The figure of Sara Estévez and her chronicles on Radio Juventus also deserved recognition. She used to sign with the pseudonym Maratón, and along with her, Julio Garro and the speaker Paco Blanco also stood out.

Matias Prats and Jose Maria Garcia are also radio legends, the latter unforgettable in a photography next to the field in San Mamés, microphone in hand, wrapped in his coat and cleats to protect himself from the rain and the accumulated mud.

Bacalao, bacalao

Already in the 80s, Fede Merino and his famous “bacalao” must be mentioned. Jose Iragorri soon followed his steps, and nowadays gives his name to the pressroom in San Mamés. The list is numerous and there are surely missing names: Carlos Bacigalupe, Amalio Roca, Patxi Alonso, Alfonso Amezaga… In addition to all those who currently cover the zurigorri news and whom Athletic Club congratules on the International Radio Day.
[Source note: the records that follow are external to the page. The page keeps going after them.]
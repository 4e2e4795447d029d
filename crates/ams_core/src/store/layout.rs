//! Fixed-width record layout and codec.
//!
//! # Responsibility
//! - Own every width and offset of the account file format.
//! - Convert between `Account` values and 46-byte record images.
//!
//! # Invariants
//! - Integers are big-endian; text is UTF-16BE code units.
//! - Text fields are space-padded and truncated to their fixed width.
//!   Truncation never splits a surrogate pair.
//! - Decoding text never fails: stray surrogates become U+FFFD.
//! - Any state value other than 0 reads as inactive.
//! - Layout: `[count: i32][record 0][record 1]...`, each record
//!   `number(8) owner(10) password(4) stored(8) borrowed(8) type(4) state(4)`.

use crate::model::account::{Account, AccountKind, AccountType};
use std::error::Error;
use std::fmt::{Display, Formatter};

pub const RECORD_COUNT_LENGTH: u64 = 4;

pub const ACCOUNT_NUM_LENGTH: usize = 8;
pub const ACCOUNT_OWNER_LENGTH: usize = 10;
pub const PASSWORD_LENGTH: usize = 4;
pub const STORED_BALANCE_LENGTH: usize = 8;
pub const BORROWED_LENGTH: usize = 8;
pub const ACCOUNT_TYPE_LENGTH: usize = 4;
pub const ACCOUNT_STATE_LENGTH: usize = 4;

pub const RECORD_LENGTH: usize = ACCOUNT_NUM_LENGTH
    + ACCOUNT_OWNER_LENGTH
    + PASSWORD_LENGTH
    + STORED_BALANCE_LENGTH
    + BORROWED_LENGTH
    + ACCOUNT_TYPE_LENGTH
    + ACCOUNT_STATE_LENGTH;

const NUMBER_OFFSET: usize = 0;
const OWNER_OFFSET: usize = NUMBER_OFFSET + ACCOUNT_NUM_LENGTH;
const PASSWORD_OFFSET: usize = OWNER_OFFSET + ACCOUNT_OWNER_LENGTH;
const STORED_BALANCE_OFFSET: usize = PASSWORD_OFFSET + PASSWORD_LENGTH;
const BORROWED_OFFSET: usize = STORED_BALANCE_OFFSET + STORED_BALANCE_LENGTH;
const TYPE_OFFSET: usize = BORROWED_OFFSET + BORROWED_LENGTH;
/// Offset of the state field inside one record.
pub const STATE_OFFSET: usize = TYPE_OFFSET + ACCOUNT_TYPE_LENGTH;

/// Width of the account-number field in UTF-16 code units.
pub const ACCOUNT_NUM_UNITS: usize = ACCOUNT_NUM_LENGTH / 2;
/// Width of the owner field in UTF-16 code units.
pub const ACCOUNT_OWNER_UNITS: usize = ACCOUNT_OWNER_LENGTH / 2;

const PAD_UNIT: u16 = b' ' as u16;

pub type RecordImage = [u8; RECORD_LENGTH];

/// Byte offset of record `index` from the start of the file.
pub fn record_offset(index: u32) -> u64 {
    RECORD_COUNT_LENGTH + u64::from(index) * RECORD_LENGTH as u64
}

/// Byte offset of the state field of record `index`.
pub fn state_offset(index: u32) -> u64 {
    record_offset(index) + STATE_OFFSET as u64
}

/// Soft-delete state of one record slot.
#[derive(Debug, Clone, Copy, PartialEq, Eq)]
pub enum RecordState {
    Active,
    Inactive,
}

impl RecordState {
    pub fn to_value(self) -> i32 {
        match self {
            Self::Active => 0,
            Self::Inactive => 1,
        }
    }

    /// Only 0 is active; every other value hides the record.
    pub fn from_value(value: i32) -> Self {
        match value {
            0 => Self::Active,
            _ => Self::Inactive,
        }
    }
}

/// Record codec failure.
#[derive(Debug, Clone, PartialEq, Eq)]
pub enum LayoutError {
    /// Type tag is neither standard nor overdraft.
    UnknownAccountType(i32),
    /// Balance arithmetic left the `i64` range.
    BalanceOverflow { balance: i64, borrowed: i64 },
}

impl Display for LayoutError {
    fn fmt(&self, f: &mut Formatter<'_>) -> std::fmt::Result {
        match self {
            Self::UnknownAccountType(tag) => write!(f, "unknown account type tag `{tag}`"),
            Self::BalanceOverflow { balance, borrowed } => write!(
                f,
                "balance {balance} with borrowed amount {borrowed} overflows 64-bit range"
            ),
        }
    }
}

impl Error for LayoutError {}

/// One record as it sits on disk, before type dispatch.
#[derive(Debug, Clone, PartialEq, Eq)]
pub struct RawRecord {
    pub number: String,
    pub owner: String,
    pub password: i32,
    pub stored_balance: i64,
    pub borrowed: i64,
    pub type_tag: i32,
    pub state: i32,
}

impl RawRecord {
    /// Builds the in-memory account from the record fields.
    ///
    /// Overdraft balances are reconstructed as `stored + borrowed`.
    pub fn into_account(self) -> Result<Account, LayoutError> {
        let kind = AccountType::from_tag(self.type_tag)
            .ok_or(LayoutError::UnknownAccountType(self.type_tag))?;

        let (balance, kind) = match kind {
            AccountType::Standard => (self.stored_balance, AccountKind::Standard),
            AccountType::Overdraft => {
                let balance = self.stored_balance.checked_add(self.borrowed).ok_or(
                    LayoutError::BalanceOverflow {
                        balance: self.stored_balance,
                        borrowed: self.borrowed,
                    },
                )?;
                (
                    balance,
                    AccountKind::Overdraft {
                        borrowed: self.borrowed,
                    },
                )
            }
        };

        Ok(Account {
            number: self.number,
            owner: self.owner,
            password: self.password,
            balance,
            kind,
        })
    }
}

/// Encodes `account` into a full record image with the given state.
pub fn encode_record(account: &Account, state: RecordState) -> Result<RecordImage, LayoutError> {
    let borrowed = account.borrowed().unwrap_or(0);
    let stored_balance = account
        .stored_balance()
        .ok_or(LayoutError::BalanceOverflow {
            balance: account.balance,
            borrowed,
        })?;

    let mut image = [0u8; RECORD_LENGTH];
    put_text(&mut image, NUMBER_OFFSET, &account.number, ACCOUNT_NUM_UNITS);
    put_text(&mut image, OWNER_OFFSET, &account.owner, ACCOUNT_OWNER_UNITS);
    image[PASSWORD_OFFSET..PASSWORD_OFFSET + PASSWORD_LENGTH]
        .copy_from_slice(&account.password.to_be_bytes());
    image[STORED_BALANCE_OFFSET..STORED_BALANCE_OFFSET + STORED_BALANCE_LENGTH]
        .copy_from_slice(&stored_balance.to_be_bytes());
    image[BORROWED_OFFSET..BORROWED_OFFSET + BORROWED_LENGTH]
        .copy_from_slice(&borrowed.to_be_bytes());
    image[TYPE_OFFSET..TYPE_OFFSET + ACCOUNT_TYPE_LENGTH]
        .copy_from_slice(&account.account_type().tag().to_be_bytes());
    image[STATE_OFFSET..STATE_OFFSET + ACCOUNT_STATE_LENGTH]
        .copy_from_slice(&state.to_value().to_be_bytes());
    Ok(image)
}

/// Decodes every field of a record image, in declared order.
///
/// The owner is right-trimmed of padding; the account number is kept as-is.
pub fn decode_record(image: &RecordImage) -> RawRecord {
    let number = get_text(image, NUMBER_OFFSET, ACCOUNT_NUM_UNITS);
    let owner = get_text(image, OWNER_OFFSET, ACCOUNT_OWNER_UNITS);

    RawRecord {
        number,
        owner: owner.trim_end().to_string(),
        password: get_i32(image, PASSWORD_OFFSET),
        stored_balance: get_i64(image, STORED_BALANCE_OFFSET),
        borrowed: get_i64(image, BORROWED_OFFSET),
        type_tag: get_i32(image, TYPE_OFFSET),
        state: get_i32(image, STATE_OFFSET),
    }
}

/// Returns `text` as exactly `units` UTF-16 code units.
///
/// Shorter input is space-padded; longer input keeps its leading characters
/// and drops the rest.
pub fn fixed_width_units(text: &str, units: usize) -> Vec<u16> {
    let mut out = Vec::with_capacity(units);
    let mut scratch = [0u16; 2];
    for ch in text.chars() {
        let encoded = ch.encode_utf16(&mut scratch);
        if out.len() + encoded.len() > units {
            break;
        }
        out.extend_from_slice(encoded);
    }
    out.resize(units, PAD_UNIT);
    out
}

fn put_text(image: &mut RecordImage, offset: usize, text: &str, units: usize) {
    for (i, unit) in fixed_width_units(text, units).into_iter().enumerate() {
        let at = offset + i * 2;
        image[at..at + 2].copy_from_slice(&unit.to_be_bytes());
    }
}

fn get_text(image: &RecordImage, offset: usize, units: usize) -> String {
    let code_units: Vec<u16> = image[offset..offset + units * 2]
        .chunks_exact(2)
        .map(|pair| u16::from_be_bytes([pair[0], pair[1]]))
        .collect();
    String::from_utf16_lossy(&code_units)
}

fn get_i32(image: &RecordImage, offset: usize) -> i32 {
    let mut bytes = [0u8; 4];
    bytes.copy_from_slice(&image[offset..offset + 4]);
    i32::from_be_bytes(bytes)
}

fn get_i64(image: &RecordImage, offset: usize) -> i64 {
    let mut bytes = [0u8; 8];
    bytes.copy_from_slice(&image[offset..offset + 8]);
    i64::from_be_bytes(bytes)
}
Professionals of the sound waves that have always followed the lions, sometimes solving unexpected obstacles not to disappoint the zurigorri audience. For example, when the Girondins Bourdeaux, in 1984, demanded to Radio Popular a million pesetas for radiating the match of the Cup of Europe in the Lescure Park. They refused. As they did not get any press passes, they obtained two tickets thanks to a contact in Bordeaux and got into the stands with the broadcast material hidden between their clothes and secretly broadcast the match among the public.

But the most remembered anecdote that does justice to the role that the radio has played in the zurigorri history is the one starred by the Jesuits Ignacio Ellacuria and Jon Sobrino in May 1984. In the middle of an army shooting against the population from El Salvador, who were refugeed in the bell tower of the cathedral, Ellacuría asked Sobrino how things were, and the answer of Sobrino left the door open to hope: “Not everything is lost, Noriega has just scored”. It found out thanks to a small transistor with which they followed their loving team. Upon hearing the news, Ellacuría smiled and added: “I told you, God never completely abandons his creatures”.